Until we figure out how to deal with them our efforts at exercising our basic human rights like speech and protest will continue to be crippled.

And you can't do that! and create real change.













Re: Old Enemies, New Battles • posted by anarchist39 <woodrowtthompson@yahoo.com> at Jun 8, 2010 1:10pm

LIVE WILD OR DIE!

Re: Old Enemies, New Battles • posted by Maddoc <blauribrad@aol.com> at Jun 21, 2010 2:56pm

Awesome article!! So many seem so passive. What will it take to bring REAL CAHANGE? when will people have had enough? I know I have.

Re: Old Enemies, New Battles • posted by G Rutten <glrutten@yahoo.com> at Jun 24, 2010 7:08am

Please confirm a news item today on CHCH regarding the blocking of the 403 , my wife must travel to Hamilton for a necessary doctor's appointment coming from Woodstock, Thanks

Re: Old Enemies, New Battles • posted by Ann Orange <anna_0range@yahoo.com> at Jun 25, 2010 4:43pm

I would like to take this opportunity to let anyone who checks this sight know that there will be a public awareness demonstration about the oil spill on Sunday 6-27 on Clearwater beach at 1:00 pm.

If your in the area, please come out.

This is a demonstration to educate our community to mobilize and to take action now. To show the media that we are angered and demand long term plans. To expose BP for the lies they have kept un exposed.

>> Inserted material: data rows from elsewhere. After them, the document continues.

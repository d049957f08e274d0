//! Read-only projections of job records for polling clients.

use chrono::{DateTime, Utc};
use serde::Serialize;
use uuid::Uuid;

use vox_core::{
    FileType, JobRecord, JobSource, JobStatus, MediaInfo, SessionStats, SourceKind, UrlType,
};

/// Caller-facing view of one job.
///
/// Retry bookkeeping stays internal; the only failure detail exposed is the
/// error message of a failed job.
#[derive(Debug, Clone, PartialEq, Serialize)]
pub struct JobView {
    pub job_id: Uuid,
    pub status: JobStatus,
    pub source: SourceKind,
    /// Display name: the upload name or a platform-qualified URL.
    pub filename: String,
    #[serde(skip_serializing_if = "Option::is_none")]
    pub url: Option<String>,
    #[serde(skip_serializing_if = "Option::is_none")]
    pub url_type: Option<UrlType>,
    #[serde(skip_serializing_if = "Option::is_none")]
    pub file_type: Option<FileType>,
    /// Completion time for finished jobs, submission time otherwise.
    pub timestamp: DateTime<Utc>,
    pub created_at: DateTime<Utc>,
    #[serde(skip_serializing_if = "Option::is_none")]
    pub started_at: Option<DateTime<Utc>>,
    #[serde(skip_serializing_if = "Option::is_none")]
    pub completed_at: Option<DateTime<Utc>>,
    #[serde(skip_serializing_if = "Option::is_none")]
    pub error: Option<String>,
    #[serde(skip_serializing_if = "Option::is_none")]
    pub transcription: Option<String>,
    #[serde(skip_serializing_if = "Option::is_none")]
    pub transcription_length: Option<usize>,
    #[serde(skip_serializing_if = "Option::is_none")]
    pub language: Option<String>,
    #[serde(skip_serializing_if = "Option::is_none")]
    pub summary: Option<String>,
    #[serde(skip_serializing_if = "Option::is_none")]
    pub key_topics: Option<String>,
    #[serde(skip_serializing_if = "Option::is_none")]
    pub summary_length: Option<usize>,
    #[serde(skip_serializing_if = "Option::is_none")]
    pub summarized_at: Option<DateTime<Utc>>,
    #[serde(skip_serializing_if = "Option::is_none")]
    pub media: Option<MediaInfo>,
}

impl From<&JobRecord> for JobView {
    fn from(record: &JobRecord) -> Self {
        let (url, url_type, file_type) = match &record.source {
            JobSource::File { file_type, .. } => (None, None, Some(*file_type)),
            JobSource::Url { url, url_type, .. } => (Some(url.clone()), *url_type, None),
        };
        let result = record.result.as_ref();

        Self {
            job_id: record.job_id,
            status: record.status,
            source: record.source.kind(),
            filename: record.source.display_name(),
            url,
            url_type,
            file_type,
            timestamp: record.completed_at.unwrap_or(record.created_at),
            created_at: record.created_at,
            started_at: record.started_at,
            completed_at: record.completed_at,
            error: match record.status {
                JobStatus::Failed => record.error.clone(),
                _ => None,
            },
            transcription: result.map(|r| r.transcription.clone()),
            transcription_length: result.map(|r| r.transcription_length),
            language: result.and_then(|r| r.language.clone()),
            summary: result.and_then(|r| r.summary.clone()),
            key_topics: result.and_then(|r| r.key_topics.clone()),
            summary_length: result.and_then(|r| r.summary_length),
            summarized_at: result.and_then(|r| r.summarized_at),
            media: record.media.clone(),
        }
    }
}

/// A session's jobs split into in-flight and completed.
#[derive(Debug, Clone, Default, PartialEq, Serialize)]
pub struct SessionJobs {
    /// Queued, processing and failed jobs, in submission order.
    pub processing_jobs: Vec<JobView>,
    /// Completed jobs, in submission order.
    pub transcriptions: Vec<JobView>,
}

impl SessionJobs {
    pub fn from_records<'a>(records: impl IntoIterator<Item = &'a JobRecord>) -> Self {
        let (transcriptions, processing_jobs): (Vec<JobView>, Vec<JobView>) = records
            .into_iter()
            .map(JobView::from)
            .partition(|view| view.status == JobStatus::Completed);
        Self {
            processing_jobs,
            transcriptions,
        }
    }

    pub fn is_empty(&self) -> bool {
        self.processing_jobs.is_empty() && self.transcriptions.is_empty()
    }
}

/// Aggregate status for one session.
#[derive(Debug, Clone, PartialEq, Serialize)]
pub struct SessionStatus {
    pub session_id: String,
    #[serde(flatten)]
    pub stats: SessionStats,
}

Please e-mail if you have any questions. Thank you.

-Anna.Orange.
anna_0range@yahoo.com

Re: Old Enemies, New Battles • posted by Ed <readoutsidethebox@sbcglobal.neet> at Jun 29, 2010 10:48am

For all the other destruction, abuse and dysfunction going on, does anyone beg to differ with the United States of Truckers? This truckanization of the USA does rather reek of a scheme to artificially generate more tax revenue and artificially generate lots of jobs (that keep working people distracted on a horrible treadmill).
Could you refer me (links, whatever) to websites, etc. of other people who see the United States of Trucking as a corrupt, rotten, stinking scheme?
For all the evil of the rail, ya have to admit it is a refreshing, shining star compared to ....over the road freight trucking. Ever gallon of deisel is a chu-ching to tax revenue coffers. Then there's the taxes from truck tires, truck sales, truck repair shop sales tax... And on and on. Just a big fat disgusting fossil fuel scheme that even destroys families. How many truckers can be home on a daily basis?
Restore The Rails
Ed

Re: Old Enemies, New Battles • posted by Dogbreath <> at Jun 30, 2010 6:13am

Yeah, and you can ride the rails, but truckers generally don't pick up hitchikers anymore. The only two truckers that have ever given me rides, ironically enough, were driving fully-loaded log trucks out of the woods. The same woods in which my car either broke down or got stuck when I was . . . well, doing things that loggers don't like. Those log truck drivers were pretty nice guys, though. They might not have been so nice if they'd known what I had been doing.